The notion of being active to benefit your physical and mental health is far from revolutionary. Everyone knows that doing sport, be that in a competitive environment or purely for individual enjoyment, is a pursuit which supports your mental well-being and physical health. However, while it is sometimes hard to quantify just how much of an impact sport can have on health at a national level, that is what an independent report has done for Wales.
The report, commissioned by Sport Wales and undertaken by the Sport Industry Research Centre at Sheffield Hallam University, undertook a detailed and extensive evaluation of the social return on investment of sport. The findings of the report, the first of its kind in Wales, make a clear case for how sport and health can work together for the benefit of our public service.
The key health findings of the review were substantial. It identified sport contributing a £295.17m social return on investment through:
- Reduced risk of Coronary Heart Disease and stroke in active men and women by 30% – £97.62m
- Reduced risk of developing Type 2 diabetes by 10% – £33.32m
- Reduced risk of breast cancer in active women by 20% – £11.01m
- Reduced risk of colon cancer by 24% – £7.99m
- Reduced risk of dementia by 30% – £102.13m
- Reduced risk of clinical depression by 21% – £3.43m
- Reduced GP visits – £16.66m
- Reduced use of mental health services – £23.18m.
These figures were for calculations based on evidence provided for 2016/17 but are not an exhaustive list of where sport is able to support health outcomes. They also perhaps do not reflect the true value of these outcomes.
The benefits of these interventions are not simply the significant financial and human resource savings to our frontline NHS services, although these should certainly not be underestimated.
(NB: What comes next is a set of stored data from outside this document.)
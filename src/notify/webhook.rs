//! Webhook notification channel.

use chrono::Utc;
use serde::{Deserialize, Serialize};
use std::collections::BTreeMap;

use super::Notification;

#[derive(Debug, Clone, PartialEq, Serialize, Deserialize)]
pub struct WebhookConfig {
    pub url: String,
    #[serde(default = "default_method")]
    pub method: String,
    #[serde(default)]
    pub headers: BTreeMap<String, String>,
}

fn default_method() -> String {
    "POST".to_string()
}

/// Posts a JSON payload to a configured URL.
pub struct WebhookChannel {
    config: WebhookConfig,
    client: reqwest::Client,
}

impl WebhookChannel {
    pub fn new(config: WebhookConfig, client: reqwest::Client) -> Self {
        Self { config, client }
    }

    pub async fn send(&self, notification: &Notification) -> bool {
        let method = match reqwest::Method::from_bytes(self.config.method.as_bytes()) {
            Ok(m) => m,
            Err(_) => {
                tracing::error!("Webhook: invalid method {}", self.config.method);
                return false;
            }
        };

        let payload = serde_json::json!({
            "target": notification.target_name,
            "status": notification.status,
            "subject": notification.subject,
            "message": notification.body,
            "timestamp": Utc::now().to_rfc3339(),
        });

        let mut request = self.client.request(method, &self.config.url).json(&payload);
        for (name, value) in &self.config.headers {
            request = request.header(name.as_str(), value.as_str());
        }

        match request.send().await {
            Ok(resp) if resp.status().is_success() => {
                tracing::info!("Webhook alert sent for {}", notification.target_name);
                true
            }
            Ok(resp) => {
                tracing::error!(
                    "Webhook delivery for {} failed with status {}",
                    notification.target_name,
                    resp.status()
                );
                false
            }
            Err(e) => {
                tracing::error!(
                    "Webhook delivery for {} failed: {}",
                    notification.target_name,
                    e
                );
                false
            }
        }
    }
}

#[cfg(test)]
mod tests {
    use super::*;
    use crate::notify::NotificationStatus;
    use crate::testing::serve;
    use axum::{
        extract::State,
        http::{HeaderMap, StatusCode},
        routing::{post, put},
        Json, Router,
    };
    use std::sync::{Arc, Mutex};

    type Received = Arc<Mutex<Vec<(HeaderMap, serde_json::Value)>>>;

    fn notification() -> Notification {
        Notification {
            target_name: "site".to_string(),
            status: NotificationStatus::Down,
            subject: "Site down".to_string(),
            body: "<p>timeout</p>".to_string(),
        }
    }

    async fn record(
        State(received): State<Received>,
        headers: HeaderMap,
        Json(body): Json<serde_json::Value>,
    ) -> StatusCode {
        received.lock().unwrap().push((headers, body));
        StatusCode::OK
    }

    #[tokio::test]
    async fn test_webhook_delivers_payload() {
        let received: Received = Arc::default();
        let router = Router::new()
            .route("/hook", put(record))
            .with_state(received.clone());
        let addr = serve(router).await;

        let mut headers = BTreeMap::new();
        headers.insert("X-Token".to_string(), "secret".to_string());
        let channel = WebhookChannel::new(
            WebhookConfig {
                url: format!("http://{}/hook", addr),
                method: "PUT".to_string(),
                headers,
            },
            reqwest::Client::new(),
        );

        assert!(channel.send(&notification()).await);

        let received = received.lock().unwrap();
        assert_eq!(received.len(), 1);
        let (headers, body) = &received[0];
        assert_eq!(headers["x-token"], "secret");
        assert_eq!(body["target"], "site");
        assert_eq!(body["status"], "down");
        assert_eq!(body["subject"], "Site down");
        assert_eq!(body["message"], "<p>timeout</p>");
        assert!(body["timestamp"].is_string());
    }

    #[tokio::test]
    async fn test_webhook_non_success_status_fails() {
        let router = Router::new().route(
            "/hook",
            post(|| async { StatusCode::INTERNAL_SERVER_ERROR }),
        );
        let addr = serve(router).await;

        let channel = WebhookChannel::new(
            WebhookConfig {
                url: format!("http://{}/hook", addr),
                method: default_method(),
                headers: BTreeMap::new(),
            },
            reqwest::Client::new(),
        );
        assert!(!channel.send(&notification()).await);
    }

    #[tokio::test]
    async fn test_webhook_invalid_method_fails() {
        let channel = WebhookChannel::new(
            WebhookConfig {
                url: "http://127.0.0.1:9/hook".to_string(),
                method: "NOT A METHOD".to_string(),
                headers: BTreeMap::new(),
            },
            reqwest::Client::new(),
        );
        assert!(!channel.send(&notification()).await);
    }
}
Rather, we should recognise the very personal successes they signify. Physical activity can help support change which saves lives; which bypasses years of pain for an individual; which ensures a mother, father, brother, sister, son or daughter are not plagued by mental health issues because of the worry they endure for a family member or friend in need of treatment. Each of these financial returns represents a community of individuals with improved mental and physical health, who can instead live an active life, fulfilling their potential.
Though this social return on investment shows how important sport can be in supporting the health agenda, we must also recognise where engaging in a cross-sector approach benefits sport in the other direction. While sport can be a significant driver in ill-health prevention and reduced demands on NHS services, it is also clear that very often it is health services and its professionals who are best placed to support participation in physical activity. It is through GPs’ social prescribing, initiatives such as the National Exercise Referral Scheme and the roles of physiotherapist and mental health professionals, that we can reach the most inactive in society. Health supporting individuals to take their first steps into physical recreation, before the sporting sector are then able to ensure they move into a lifelong enjoyment of sport.
Important steps to take advantage of what we know about sport’s impact on health is already being initiated through the Welsh Government’s Healthy and Active Fund. This has been borne out of the partnership working of Public Health Wales and Sport Wales and demonstrates that, at a national level, the ambitions of the Well-being of Future Generations (Wales) Act are being put into practice. There are numerous other examples of this positive cross-sector collaboration, but there’s still scope to enhance that work to realise the Vision for Sport in Wales.
This health report is the first in a series of elements from the social return on investment work that Sport Wales will be publishing. Through the evidence, we will be making clear the quantifiable contribution sport makes to social cohesion, criminal justice, the economy and other aspects of Welsh society.
While the opening statement of this article noted that it was not revolutionary to say being active is good for your physical and mental health, what can be radical is the way sport can impact more widely on health outcomes. As health and sport policies, programmes and partnerships develop in collaboration, we can ensure sustained success for both.